We are going to test the code from our previous post with a couple of different approaches.

  1. synstructure::test_derive

synstructure::test_derive is a simple macro that evaluates whether our derive function generates the expected expansion for the macro’s invocation. It will form a part of our unit tests.

#[test]
fn test_getter_generation() {
  synstructure::test_derive! {
    derive_propertese {
      struct Person {
        name: String,
        age: u32
      }
    }
    expands to {
      impl Person {
        fn get_name(&self) -> &str {
          self.name.as_str()
        }

        fn get_age(&self) -> u32 {
          self.age
        }
      }
    }
    no_build
  } 
}

We use the no_build option to disable checking whether the code within the macro compiles. While the code we have provided in the example above is fairly self-contained and would compile, no_build can be useful in other more complicated scenarios.

  1. TryBuild

Unfortunately, we can’t use a procedural macro within the same crate that defines it. This means addition of unit tests that use our generated code would fail. Instead, we are going to use crate trybuild that provides a nice test harness for procedural macros. trybuild can be used to check if test cases fail compilation as well - a feature we are going to leverage later (when we add the ability to skip the generation of getters for a field).
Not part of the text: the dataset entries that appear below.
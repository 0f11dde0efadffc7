//! Shared test harness: a matching engine over the in-memory store.

#![allow(dead_code)]

use std::sync::Arc;
use std::time::Duration;

use rust_decimal::Decimal;
use rust_decimal_macros::dec;

use spot_core::engine::{EngineError, MatchingEngine, NewOrder, OrderAck};
use spot_core::models::units::{from_quanta, to_quanta};
use spot_core::models::{Order, OrderSide, OrderType, TradingPair};
use spot_core::publisher::PublisherHub;
use spot_core::store::{AssetStore, MemoryStore, OrderStore, TradeStore};

pub const BTC: &str = "BTC";
pub const USDT: &str = "USDT";

pub fn btc_usdt() -> TradingPair {
    TradingPair {
        id: 1,
        symbol: "BTCUSDT".to_string(),
        base_asset: BTC.to_string(),
        quote_asset: USDT.to_string(),
        price_precision: 2,
        quantity_precision: 6,
        min_quantity: to_quanta(dec!(0.000001)).unwrap(),
        max_quantity: to_quanta(dec!(1000)).unwrap(),
        is_active: true,
    }
}

pub struct Harness {
    pub store: Arc<MemoryStore>,
    pub hub: Arc<PublisherHub>,
    pub engine: Arc<MatchingEngine<MemoryStore>>,
    pub assets: AssetStore<MemoryStore>,
    pub orders: OrderStore<MemoryStore>,
    pub trades: TradeStore<MemoryStore>,
}

impl Harness {
    pub async fn new() -> Self {
        Self::with_pairs(vec![btc_usdt()]).await
    }

    pub async fn with_pairs(pairs: Vec<TradingPair>) -> Self {
        let store = Arc::new(MemoryStore::new());
        let hub = Arc::new(PublisherHub::default());
        let engine = MatchingEngine::start(
            Arc::clone(&store),
            Arc::clone(&hub),
            pairs,
            Duration::from_secs(2),
        )
        .await
        .expect("engine start");
        Self {
            assets: AssetStore::new(Arc::clone(&store)),
            orders: OrderStore::new(Arc::clone(&store)),
            trades: TradeStore::new(Arc::clone(&store)),
            store,
            hub,
            engine,
        }
    }

    pub async fn fund(&self, user_id: i64, currency: &str, amount: Decimal) {
        self.assets
            .credit(user_id, currency, to_quanta(amount).unwrap(), 0)
            .await
            .expect("credit");
    }

    /// (available, frozen) in decimals.
    pub async fn balances(&self, user_id: i64, currency: &str) -> (Decimal, Decimal) {
        let asset = self.assets.load(user_id, currency).await.expect("load asset");
        (from_quanta(asset.available), from_quanta(asset.frozen))
    }

    /// Sum of available + frozen over the given users, for conservation
    /// checks.
    pub async fn total_holdings(&self, currency: &str, users: &[i64]) -> Decimal {
        let mut total = Decimal::ZERO;
        for &user_id in users {
            let (available, frozen) = self.balances(user_id, currency).await;
            total += available + frozen;
        }
        total
    }

    pub async fn limit(
        &self,
        user_id: i64,
        side: OrderSide,
        quantity: Decimal,
        price: Decimal,
    ) -> OrderAck {
        self.try_limit(user_id, side, quantity, price)
            .await
            .expect("limit order")
    }

    pub async fn try_limit(
        &self,
        user_id: i64,
        side: OrderSide,
        quantity: Decimal,
        price: Decimal,
    ) -> Result<OrderAck, EngineError> {
        self.engine
            .submit(NewOrder {
                user_id,
                symbol: "BTCUSDT".to_string(),
                side,
                order_type: OrderType::Limit,
                quantity: to_quanta(quantity).unwrap(),
                price: Some(to_quanta(price).unwrap()),
            })
            .await
    }

    /// Market order; for buys `quantity` is the quote budget.
    pub async fn market(&self, user_id: i64, side: OrderSide, quantity: Decimal) -> OrderAck {
        self.engine
            .submit(NewOrder {
                user_id,
                symbol: "BTCUSDT".to_string(),
                side,
                order_type: OrderType::Market,
                quantity: to_quanta(quantity).unwrap(),
                price: None,
            })
            .await
            .expect("market order")
    }

    pub async fn order(&self, order_id: i64) -> Order {
        self.orders
            .load(order_id)
            .await
            .expect("load order")
            .expect("order exists")
    }

    /// (price, qty) depth levels, best first.
    pub async fn depth(&self, side: OrderSide, levels: usize) -> Vec<(Decimal, Decimal)> {
        let snapshot = self.engine.depth("BTCUSDT", levels).await.expect("depth");
        let picked = match side {
            OrderSide::Buy => snapshot.bids,
            OrderSide::Sell => snapshot.asks,
        };
        picked
            .into_iter()
            .map(|level| (from_quanta(level.price), from_quanta(level.quantity)))
            .collect()
    }
}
Let’s start by adding trybuild to our crates dev dependencies.

cargo add --dev trybuild

Let’s now create a folder tests/ui inside our project’s root folder. Additionally, let’s create a file compile_tests.rs within. Edit compile_tests.rs to the following

#[test]
fn test_compile_errors() {
    let t = trybuild::TestCases::new();
    t.pass("tests/ui/test_getters.rs");
}

This code initializes the trybuild test harness. We then invoke it with a test file that we expect to pass compilation. In contrast, to test for failure, we’d invoke it with compile_fail. To complete the test case, we need to provide the content for tests_getters.rs (placed in tests/ui).

#[macro_use]
extern crate propertese;

#[derive(propertese)]
struct Person {
    name: String,
    age: u32
}

fn main() {
    let frank = Person {
        name: "Frank".to_owned(),
        age: 40
    };

    assert_eq!("Frank", frank.get_name());
    assert_eq!(40, frank.get_age());
}

With cargo test, our test harness will compile and run the code above - expecting it to pass without errors. In the final installment to this series, we will add the ability to skip the generation of a getter for a particular field - by the inclusion of attributes on a field.